Wer trägt das Vergütungsrisiko, wenn der Zeitarbeitnehmer vom Kunden nach Hause geschickt bzw. abgemeldet wird, ...

a) weil der Kundenbetrieb aufgrund einer behördlichen Anordnung geschlossen wird?

In diesem Fall kann der Kunde die Zeitarbeitnehmer (zumindest vorübergehend) nicht einsetzen und wird daher die Zeitarbeitnehmer abmelden bzw. den Arbeitnehmerüberlassungsvertrag kündigen. Das Zeitarbeitsunternehmen trägt, wie bei jeder anderen Abmeldung auch, das Vergütungsrisiko. Ein Wenigerbedarf im Kundenbetrieb oder Nichteinsatzzeiten können über das Arbeitszeitkonto abgefangen werden, wobei sich im letztgenannten Fall eine Vereinbarung mit dem Mitarbeiter über den Zeitausgleich empfiehlt (vgl. auch Tarifhandbuch für die Praxis zu § 4.2 MTV BAP, S. 41-45).

b) weil der Kunde den ZAN aufgrund eines am Coronavirus erkrankten Kollegen nach Hause schickt (vorsorgliche Schließung ohne behördliche Anordnung) oder wegen mangelnder Aufträge, Veranstaltungsabsagen oder unterbrochener Lieferketten die ZAN abmeldet?

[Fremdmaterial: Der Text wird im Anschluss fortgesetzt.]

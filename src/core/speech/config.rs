//! Request types for batch recognition.
//!
//! - [`AudioSource`]: where the audio comes from (a file or a buffer)
//! - [`RecognitionConfig`]: recognition options, sent verbatim as JSON
//! - [`RecognizeRequest`]: both of the above

use bytes::Bytes;
use serde::{Deserialize, Serialize};
use std::path::{Path, PathBuf};

use super::error::SpeechError;

/// Part file name used for in-memory audio.
pub const DEFAULT_AUDIO_FILE_NAME: &str = "vito-default-audiofile";

// =============================================================================
// Audio Source
// =============================================================================

/// Audio payload for a recognition job.
///
/// Exactly one of `file_path` and `content` must be set. An empty path counts
/// as unset; an empty buffer is a valid (if degenerate) payload.
#[derive(Debug, Clone, Default, PartialEq, Eq)]
pub struct AudioSource {
    /// Local file, streamed chunk by chunk during upload.
    pub file_path: Option<PathBuf>,
    /// In-memory audio.
    pub content: Option<Bytes>,
}

/// Validated view of an [`AudioSource`].
#[derive(Debug, Clone, Copy)]
pub(crate) enum AudioInput<'a> {
    File(&'a Path),
    Buffer(&'a Bytes),
}

impl AudioSource {
    pub fn from_path(path: impl Into<PathBuf>) -> Self {
        Self {
            file_path: Some(path.into()),
            content: None,
        }
    }

    pub fn from_bytes(content: impl Into<Bytes>) -> Self {
        Self {
            file_path: None,
            content: Some(content.into()),
        }
    }

    fn path(&self) -> Option<&Path> {
        self.file_path
            .as_deref()
            .filter(|p| !p.as_os_str().is_empty())
    }

    /// Check that exactly one source is set.
    pub fn validate(&self) -> Result<(), SpeechError> {
        self.input().map(|_| ())
    }

    pub(crate) fn input(&self) -> Result<AudioInput<'_>, SpeechError> {
        match (self.path(), self.content.as_ref()) {
            (Some(path), None) => Ok(AudioInput::File(path)),
            (None, Some(content)) => Ok(AudioInput::Buffer(content)),
            (Some(_), Some(_)) => Err(SpeechError::Validation(
                "audio source must set either a file path or content, not both".to_string(),
            )),
            (None, None) => Err(SpeechError::Validation(
                "audio source requires a file path or content".to_string(),
            )),
        }
    }
}

impl From<PathBuf> for AudioSource {
    fn from(path: PathBuf) -> Self {
        Self::from_path(path)
    }
}

impl From<Vec<u8>> for AudioSource {
    fn from(content: Vec<u8>) -> Self {
        Self::from_bytes(content)
    }
}

impl From<Bytes> for AudioSource {
    fn from(content: Bytes) -> Self {
        Self::from_bytes(content)
    }
}

// =============================================================================
// Recognition Config
// =============================================================================

/// Speaker diarization options.
#[derive(Debug, Clone, Default, PartialEq, Eq, Serialize, Deserialize)]
pub struct DiarizationConfig {
    /// Expected number of speakers; 0 lets the server decide.
    #[serde(default)]
    pub spk_count: u32,
}

/// Paragraph splitting options.
#[derive(Debug, Clone, Default, PartialEq, Eq, Serialize, Deserialize)]
pub struct ParagraphSplitterConfig {
    /// Maximum characters per paragraph.
    #[serde(default)]
    pub max: u32,
}

/// Recognition options, serialized as the `config` form field.
///
/// The client does not interpret these; unset fields are omitted so the
/// server applies its own defaults.
///
/// # Example
///
/// ```rust
/// use vito_speech::RecognitionConfig;
///
/// let config = RecognitionConfig::default()
///     .with_model("sommers")
///     .with_diarization(2)
///     .with_keywords(["VITO", "RTZR"]);
/// assert_eq!(config.diarization.unwrap().spk_count, 2);
/// ```
#[derive(Debug, Clone, Default, PartialEq, Serialize, Deserialize)]
pub struct RecognitionConfig {
    #[serde(skip_serializing_if = "Option::is_none")]
    pub model_name: Option<String>,

    /// Language code, e.g. `ko`, `ja`, or `detect`.
    #[serde(skip_serializing_if = "Option::is_none")]
    pub language: Option<String>,

    #[serde(skip_serializing_if = "Option::is_none")]
    pub use_diarization: Option<bool>,

    #[serde(skip_serializing_if = "Option::is_none")]
    pub diarization: Option<DiarizationConfig>,

    /// Inverse text normalization (numbers, units).
    #[serde(skip_serializing_if = "Option::is_none")]
    pub use_itn: Option<bool>,

    #[serde(skip_serializing_if = "Option::is_none")]
    pub use_disfluency_filter: Option<bool>,

    #[serde(skip_serializing_if = "Option::is_none")]
    pub use_profanity_filter: Option<bool>,

    #[serde(skip_serializing_if = "Option::is_none")]
    pub use_paragraph_splitter: Option<bool>,

    #[serde(skip_serializing_if = "Option::is_none")]
    pub paragraph_splitter: Option<ParagraphSplitterConfig>,

    /// Recognition domain, e.g. `GENERAL` or `CALL`.
    #[serde(skip_serializing_if = "Option::is_none")]
    pub domain: Option<String>,

    #[serde(skip_serializing_if = "Option::is_none")]
    pub use_word_timestamp: Option<bool>,

    /// Boosted keywords.
    #[serde(default, skip_serializing_if = "Vec::is_empty")]
    pub keywords: Vec<String>,
}

impl RecognitionConfig {
    pub fn with_model(mut self, model: impl Into<String>) -> Self {
        self.model_name = Some(model.into());
        self
    }

    pub fn with_language(mut self, language: impl Into<String>) -> Self {
        self.language = Some(language.into());
        self
    }

    /// Enable diarization with the expected speaker count.
    pub fn with_diarization(mut self, spk_count: u32) -> Self {
        self.use_diarization = Some(true);
        self.diarization = Some(DiarizationConfig { spk_count });
        self
    }

    /// Enable paragraph splitting with a maximum paragraph length.
    pub fn with_paragraph_splitter(mut self, max: u32) -> Self {
        self.use_paragraph_splitter = Some(true);
        self.paragraph_splitter = Some(ParagraphSplitterConfig { max });
        self
    }

    pub fn with_domain(mut self, domain: impl Into<String>) -> Self {
        self.domain = Some(domain.into());
        self
    }

    pub fn with_keywords<I, S>(mut self, keywords: I) -> Self
    where
        I: IntoIterator<Item = S>,
        S: Into<String>,
    {
        self.keywords = keywords.into_iter().map(Into::into).collect();
        self
    }
}

// =============================================================================
// Recognize Request
// =============================================================================

/// Everything needed to submit one recognition job.
#[derive(Debug, Clone, Default, PartialEq)]
pub struct RecognizeRequest {
    pub config: RecognitionConfig,
    pub audio_source: AudioSource,
}

impl RecognizeRequest {
    pub fn new(config: RecognitionConfig, audio_source: impl Into<AudioSource>) -> Self {
        Self {
            config,
            audio_source: audio_source.into(),
        }
    }
}

#[cfg(test)]
mod tests {
    use super::*;

    #[test]
    fn test_path_source_is_valid() {
        assert!(AudioSource::from_path("/tmp/audio.wav").validate().is_ok());
    }

    #[test]
    fn test_buffer_source_is_valid() {
        assert!(AudioSource::from_bytes(vec![1u8, 2, 3]).validate().is_ok());
    }

    #[test]
    fn test_empty_buffer_is_valid() {
        assert!(AudioSource::from_bytes(Vec::new()).validate().is_ok());
    }

    #[test]
    fn test_neither_set_fails() {
        let err = AudioSource::default().validate().unwrap_err();
        assert!(matches!(err, SpeechError::Validation(_)));
    }

    #[test]
    fn test_both_set_fails() {
        let source = AudioSource {
            file_path: Some(PathBuf::from("/tmp/audio.wav")),
            content: Some(Bytes::from_static(b"abc")),
        };
        assert!(matches!(
            source.validate(),
            Err(SpeechError::Validation(_))
        ));
    }

    #[test]
    fn test_empty_path_counts_as_unset() {
        let source = AudioSource {
            file_path: Some(PathBuf::new()),
            content: None,
        };
        assert!(source.validate().is_err());

        let source = AudioSource {
            file_path: Some(PathBuf::new()),
            content: Some(Bytes::from_static(b"abc")),
        };
        assert!(matches!(source.input(), Ok(AudioInput::Buffer(_))));
    }

    #[test]
    fn test_config_omits_unset_fields() {
        let json = serde_json::to_string(&RecognitionConfig::default()).unwrap();
        assert_eq!(json, "{}");
    }

    #[test]
    fn test_config_serialization() {
        let config = RecognitionConfig::default()
            .with_model("sommers")
            .with_diarization(2)
            .with_keywords(["alpha", "beta"]);
        let value = serde_json::to_value(&config).unwrap();

        assert_eq!(value["model_name"], "sommers");
        assert_eq!(value["use_diarization"], true);
        assert_eq!(value["diarization"]["spk_count"], 2);
        assert_eq!(value["keywords"][1], "beta");
        assert!(value.get("use_itn").is_none());
    }
}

Hier gelten die unter a) gemachten Ausführungen entsprechend. Da allerdings keine behördliche Anordnung vorliegt, hat der Kunde bei der Abmeldung des Zeitarbeitnehmers oder der Beendigung des Überlassungsvertrages etwaige vertragliche Abnahmeverpflichtungen und Kündigungsfristen einzuhalten. Insofern kommt für das Zeitarbeitsunternehmen die Geltendmachung von Schadensersatzansprüchen in Betracht.